- ASSIGNMENT -
Please determine how many lines of the material include the word "terms", and respond with nothing but that number.

- EXTRACTED MATERIAL -
---

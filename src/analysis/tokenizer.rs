//! Tokenizers turn raw text into counted index terms.
//!
//! A tokenizer is shared by the write path and the query path, so a term
//! produced while indexing is always reproducible from query text.
//!
//! # Examples
//!
//! ```
//! use microsearch::analysis::tokenizer::Tokenizer;
//! use microsearch::analysis::tokenizer::ngram::NgramTokenizer;
//!
//! let tokenizer = NgramTokenizer::new(3, 5).unwrap();
//! let counts = tokenizer.tokenize("Hi there");
//! assert_eq!(counts.get("hi"), 1);
//! assert_eq!(counts.get("ther"), 1);
//! ```

pub mod ngram;

use ahash::AHashMap;

/// Occurrence counts of terms within one piece of text.
///
/// Counts from several calls to [`Tokenizer::tokenize_into`] accumulate, which
/// is how the fields of one document combine into a single mapping.
#[derive(Debug, Clone, Default, PartialEq, Eq)]
pub struct TermCounts {
    counts: AHashMap<String, u32>,
}

impl TermCounts {
    /// Create an empty mapping.
    pub fn new() -> Self {
        Self::default()
    }

    /// Record one occurrence of `term`.
    pub fn add(&mut self, term: &str) {
        match self.counts.get_mut(term) {
            Some(count) => *count += 1,
            None => {
                self.counts.insert(term.to_string(), 1);
            }
        }
    }

    /// Occurrences of `term`, zero when absent.
    pub fn get(&self, term: &str) -> u32 {
        self.counts.get(term).copied().unwrap_or(0)
    }

    /// Number of distinct terms.
    pub fn len(&self) -> usize {
        self.counts.len()
    }

    pub fn is_empty(&self) -> bool {
        self.counts.is_empty()
    }

    /// Sum of all occurrence counts.
    pub fn total(&self) -> u64 {
        self.counts.values().map(|&c| c as u64).sum()
    }

    /// Iterate `(term, count)` pairs in no particular order.
    pub fn iter(&self) -> impl Iterator<Item = (&str, u32)> {
        self.counts.iter().map(|(term, &count)| (term.as_str(), count))
    }

    /// Distinct terms, sorted.
    pub fn terms(&self) -> Vec<&str> {
        let mut terms: Vec<&str> = self.counts.keys().map(String::as_str).collect();
        terms.sort_unstable();
        terms
    }
}

/// Trait for tokenizers that convert text into counted terms.
pub trait Tokenizer: Send + Sync + std::fmt::Debug {
    /// Add the terms of `text` to `counts`.
    fn tokenize_into(&self, text: &str, counts: &mut TermCounts);

    /// Tokenize a single piece of text.
    fn tokenize(&self, text: &str) -> TermCounts {
        let mut counts = TermCounts::new();
        self.tokenize_into(text, &mut counts);
        counts
    }

    /// Get the name of this tokenizer (for debugging and configuration).
    fn name(&self) -> &'static str;
}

---

- SOLUTION -
10